What you need to do => The lines needed are those from the start of the records through the line holding "impl AskQuestionUseCase for", each copied exactly.

━━ Input data ━━

use std::sync::Arc;

use async_trait::async_trait;
use uuid::Uuid;

use crate::domain::chat::errors::ChatError;
use crate::domain::chat::model::{Question, create_prompt};
use crate::domain::chat::services::ChatCompletionService;
use crate::domain::chat::use_cases::ask::{AskQuestionParams, AskQuestionUseCase};
use crate::domain::logger::Logger;

pub struct AskQuestionUseCaseImpl {
    pub completion: Arc<dyn ChatCompletionService>,
    pub logger: Arc<dyn Logger>,
}

#[async_trait]
impl AskQuestionUseCase for AskQuestionUseCaseImpl {
    async fn execute(&self, params: AskQuestionParams) -> Result<String, ChatError> {
        let question = Question::new(&params.question).inspect_err(|_| {
            self.logger.warn("Rejected chat request with an empty question");
        })?;

        let prompt = create_prompt(question, params.model, params.system_prompt);
        let request_id = Uuid::new_v4();

        self.logger.info(&format!(
            "[{}] Asking {} a question of {} chars",
            request_id,
            prompt.model,
            prompt.question.as_str().chars().count()
        ));

        match self.completion.complete(&prompt).await {
            Ok(answer) => {
                self.logger.info(&format!(
                    "[{}] Received answer of {} chars",
                    request_id,
                    answer.chars().count()
                ));
                Ok(answer)
            }
            Err(err) => {
                let reason = match &err {
                    ChatError::Upstream { reason } => reason.clone(),
                    other => other.to_string(),
                };
                self.logger
                    .error(&format!("[{}] Chat completion failed: {}", request_id, reason));
                Err(err)
            }
        }
    }
}
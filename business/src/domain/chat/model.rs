use super::errors::ChatError;

pub const DEFAULT_MODEL: &str = "gpt-4o-mini";
pub const DEFAULT_SYSTEM_PROMPT: &str = "You are a helpful assistant.";

/// A user question, guaranteed non-blank and trimmed.
#[derive(Debug, Clone, PartialEq, Eq)]
pub struct Question(String);

impl Question {
    pub fn new(raw: impl AsRef<str>) -> Result<Self, ChatError> {
        let trimmed = raw.as_ref().trim();
        if trimmed.is_empty() {
            return Err(ChatError::InvalidQuestion);
        }
        Ok(Self(trimmed.to_string()))
    }

    pub fn as_str(&self) -> &str {
        &self.0
    }
}

impl std::fmt::Display for Question {
    fn fmt(&self, f: &mut std::fmt::Formatter<'_>) -> std::fmt::Result {
        write!(f, "{}", self.0)
    }
}

/// Everything the completion provider needs to answer one question.
#[derive(Debug, Clone, PartialEq)]
pub struct ChatPrompt {
    pub question: Question,
    pub model: String,
    pub system_prompt: String,
}

/// Builds a prompt, falling back to the defaults for blank or missing overrides.
pub fn create_prompt(
    question: Question,
    model: Option<String>,
    system_prompt: Option<String>,
) -> ChatPrompt {
    ChatPrompt {
        question,
        model: non_blank(model).unwrap_or_else(|| DEFAULT_MODEL.to_string()),
        system_prompt: non_blank(system_prompt)
            .unwrap_or_else(|| DEFAULT_SYSTEM_PROMPT.to_string()),
    }
}

fn non_blank(value: Option<String>) -> Option<String> {
    value
        .map(|v| v.trim().to_string())
        .filter(|v| !v.is_empty())
}
use std::collections::HashSet;
use std::env;

/// Host header allow-list.
///
/// `Any` accepts every request, including ones without a host. `Only` holds
/// lowercased patterns: `*` matches everything, `.example.com` matches
/// `example.com` and its subdomains, anything else must match exactly.
#[derive(Debug, Clone, PartialEq, Eq)]
pub enum AllowedHosts {
    Any,
    Only(HashSet<String>),
}

impl AllowedHosts {
    /// Load the allow-list from environment variables
    ///
    /// Environment variables:
    /// - ALLOWED_HOSTS: Comma-separated hosts; unset or empty allows any host
    pub fn from_env() -> Self {
        Self::parse(env::var("ALLOWED_HOSTS").ok().as_deref())
    }

    pub fn parse(raw: Option<&str>) -> Self {
        let hosts: HashSet<String> = raw
            .unwrap_or_default()
            .split(',')
            .map(|h| h.trim().to_lowercase())
            .filter(|h| !h.is_empty())
            .collect();

        if hosts.is_empty() {
            AllowedHosts::Any
        } else {
            AllowedHosts::Only(hosts)
        }
    }

    /// Checks a raw host value (as sent by the client, port included) against the list.
    pub fn permits(&self, host: Option<&str>) -> bool {
        let patterns = match self {
            AllowedHosts::Any => return true,
            AllowedHosts::Only(patterns) => patterns,
        };

        let Some(domain) = host.and_then(domain_of) else {
            return false;
        };

        patterns.iter().any(|pattern| matches_pattern(pattern, &domain))
    }
}

/// Lowercased domain of a `host[:port]` value, without port or trailing dot.
/// `None` for anything that is not a plain hostname, IP or bracketed IPv6
/// literal, such as a comma-separated `X-Forwarded-Host` chain.
fn domain_of(host: &str) -> Option<String> {
    let host = host.trim().to_lowercase();

    let (domain, port) = match host.strip_prefix('[') {
        Some(bracketed) => {
            let (literal, _) = bracketed.split_once(']')?;
            let valid = literal.contains(':')
                && literal
                    .chars()
                    .all(|c| c.is_ascii_hexdigit() || c == ':' || c == '.');
            if !valid {
                return None;
            }
            host.split_at(literal.len() + 2)
        }
        None => {
            let end = host.find(':').unwrap_or(host.len());
            let domain = &host[..end];
            let valid = !domain.is_empty()
                && domain
                    .chars()
                    .all(|c| c.is_ascii_alphanumeric() || c == '.' || c == '-');
            if !valid {
                return None;
            }
            host.split_at(end)
        }
    };

    if !port.is_empty() {
        let digits = port.strip_prefix(':')?;
        if digits.is_empty() || !digits.chars().all(|c| c.is_ascii_digit()) {
            return None;
        }
    }

    Some(domain.trim_end_matches('.').to_string())
}

fn matches_pattern(pattern: &str, domain: &str) -> bool {
    if pattern == "*" {
        return true;
    }
    match pattern.strip_prefix('.') {
        Some(base) => domain == base || domain.ends_with(pattern),
        None => domain == pattern,
    }
}
use async_trait::async_trait;

use super::errors::ChatError;
use super::model::ChatPrompt;

/// Service port for the external chat-completion provider.
///
/// Implementations perform a single call with no retry and return the
/// provider's answer verbatim.
#[async_trait]
pub trait ChatCompletionService: Send + Sync {
    async fn complete(&self, prompt: &ChatPrompt) -> Result<String, ChatError>;
}
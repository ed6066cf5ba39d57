use std::sync::Arc;

use poem_openapi::{ApiResponse, OpenApi, payload::Json};

use business::domain::chat::use_cases::ask::AskQuestionUseCase;

use crate::api::chat::dto::{ChatRequest, ChatResponse};
use crate::api::error::{ErrorResponse, IntoErrorResponse};
use crate::api::tags::ApiTags;

pub struct ChatApi {
    ask_use_case: Arc<dyn AskQuestionUseCase>,
}

impl ChatApi {
    pub fn new(ask_use_case: Arc<dyn AskQuestionUseCase>) -> Self {
        Self { ask_use_case }
    }
}

/// Chat API
///
/// Proxies a single question to the language model and relays the answer.
#[OpenApi]
impl ChatApi {
    /// Ask the chatbot a question
    ///
    /// Forwards the question to OpenAI and returns the generated answer.
    /// Nothing is persisted and failed upstream calls are not retried.
    #[oai(path = "/chat", method = "post", tag = "ApiTags::Chat")]
    async fn chat(&self, body: Json<serde_json::Value>) -> PostChatResponse {
        let request = match ChatRequest::from_json(body.0) {
            Ok(request) => request,
            Err(err) => return invalid_request(err.to_string()),
        };

        match self.ask_use_case.execute(request.into()).await {
            Ok(answer) => PostChatResponse::Ok(Json(ChatResponse { answer })),
            Err(err) => {
                let (status, json) = err.into_error_response();
                match status.as_u16() {
                    400 => PostChatResponse::BadRequest(json),
                    _ => PostChatResponse::InternalError(json),
                }
            }
        }
    }
}

#[derive(ApiResponse)]
#[oai(bad_request_handler = "invalid_chat_body")]
pub enum PostChatResponse {
    #[oai(status = 200)]
    Ok(Json<ChatResponse>),
    #[oai(status = 400)]
    BadRequest(Json<ErrorResponse>),
    #[oai(status = 500)]
    InternalError(Json<ErrorResponse>),
}

/// Missing or non-JSON bodies never reach the handler; answer them with a 400 body.
fn invalid_chat_body(err: poem::Error) -> PostChatResponse {
    invalid_request(err.to_string())
}

fn invalid_request(detail: String) -> PostChatResponse {
    PostChatResponse::BadRequest(Json(ErrorResponse::new(
        "Field 'question' is required and must be a non-empty string.",
        Some(detail),
    )))
}
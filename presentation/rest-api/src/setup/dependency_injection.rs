use std::sync::Arc;

use logger::TracingLogger;

use openai::chat_completion::ChatCompletionOpenAI;
use openai::client::OpenAIClient;

use business::application::chat::ask::AskQuestionUseCaseImpl;
use business::domain::chat::services::ChatCompletionService;

use crate::config::openai_config::OpenAIConfig;

pub struct DependencyContainer {
    pub health_api: crate::api::health::routes::Api,
    pub chat_api: crate::api::chat::routes::ChatApi,
}

impl DependencyContainer {
    pub fn new(openai_config: &OpenAIConfig) -> Self {
        let openai_client =
            OpenAIClient::new(openai_config.api_key.clone(), openai_config.timeout)
                .with_base_url(openai_config.base_url.clone());
        let chat_completion = Arc::new(ChatCompletionOpenAI::new(openai_client));

        Self::with_completion_service(chat_completion)
    }

    /// Wires the APIs around any completion provider.
    pub fn with_completion_service(completion: Arc<dyn ChatCompletionService>) -> Self {
        let logger = Arc::new(TracingLogger::new("chat"));

        let ask_use_case = Arc::new(AskQuestionUseCaseImpl { completion, logger });

        Self {
            health_api: crate::api::health::routes::Api::new(),
            chat_api: crate::api::chat::routes::ChatApi::new(ask_use_case),
        }
    }
}
pub mod chat {
    pub mod dto;
    pub mod error_mapper;
    pub mod routes;
}
pub mod error;
pub mod health {
    pub mod routes;
}
pub mod host_guard;
pub mod tags;
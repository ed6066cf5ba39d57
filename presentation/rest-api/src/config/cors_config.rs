use poem::middleware::Cors;
use std::env;

/// Initialize CORS middleware for cross-origin requests
///
/// Environment variables:
/// - CORS_ALLOWED_ORIGINS: Comma-separated list of allowed origins
///   (default: unset, every origin is allowed)
///
/// Configuration:
/// - Methods: GET, POST, OPTIONS
/// - Headers: content-type
pub fn init_cors() -> Cors {
    let origins = parse_origins(env::var("CORS_ALLOWED_ORIGINS").ok().as_deref());

    Cors::new()
        .allow_origins(origins)
        .allow_methods(vec!["GET", "POST", "OPTIONS"])
        .allow_headers(vec!["content-type"])
}

/// An empty list leaves the CORS layer open to any origin.
fn parse_origins(raw: Option<&str>) -> Vec<String> {
    raw.unwrap_or_default()
        .split(',')
        .map(|o| o.trim().to_string())
        .filter(|o| !o.is_empty())
        .collect()
}
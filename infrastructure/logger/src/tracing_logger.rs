use business::domain::logger::Logger;
use tracing::{debug, error, info, warn};

/// `Logger` port backed by `tracing`.
///
/// Events go to the `chatbot` target and carry the owning component as a
/// structured field, so `RUST_LOG=chatbot=debug` isolates domain logs.
pub struct TracingLogger {
    component: &'static str,
}

impl TracingLogger {
    pub fn new(component: &'static str) -> Self {
        Self { component }
    }
}

impl Logger for TracingLogger {
    fn info(&self, message: &str) {
        info!(target: "chatbot", component = self.component, "{}", message);
    }
    fn warn(&self, message: &str) {
        warn!(target: "chatbot", component = self.component, "{}", message);
    }
    fn error(&self, message: &str) {
        error!(target: "chatbot", component = self.component, "{}", message);
    }
    fn debug(&self, message: &str) {
        debug!(target: "chatbot", component = self.component, "{}", message);
    }
}
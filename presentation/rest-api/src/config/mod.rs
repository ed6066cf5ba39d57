pub mod app_config;
pub mod cors_config;
pub mod host_config;
pub mod openai_config;
pub mod server_config;
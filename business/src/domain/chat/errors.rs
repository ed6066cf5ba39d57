/// Errors raised while answering a chat question.
/// Use code-style identifiers for all error variants for i18n compatibility.
#[derive(Debug, thiserror::Error)]
pub enum ChatError {
    #[error("chat.invalid_question")]
    InvalidQuestion,
    #[error("chat.missing_api_key")]
    MissingApiKey,
    #[error("chat.upstream_failed")]
    Upstream { reason: String },
    #[error("chat.empty_answer")]
    EmptyAnswer,
}

impl ChatError {
    pub fn upstream(reason: impl Into<String>) -> Self {
        ChatError::Upstream {
            reason: reason.into(),
        }
    }
}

━━━

Task solution =>
use std::sync::Arc;

use async_trait::async_trait;
use uuid::Uuid;

use crate::domain::chat::errors::ChatError;
use crate::domain::chat::model::{Question, create_prompt};
use crate::domain::chat::services::ChatCompletionService;
use crate::domain::chat::use_cases::ask::{AskQuestionParams, AskQuestionUseCase};
use crate::domain::logger::Logger;

pub struct AskQuestionUseCaseImpl {
    pub completion: Arc<dyn ChatCompletionService>,
    pub logger: Arc<dyn Logger>,
}

#[async_trait]
impl AskQuestionUseCase for AskQuestionUseCaseImpl {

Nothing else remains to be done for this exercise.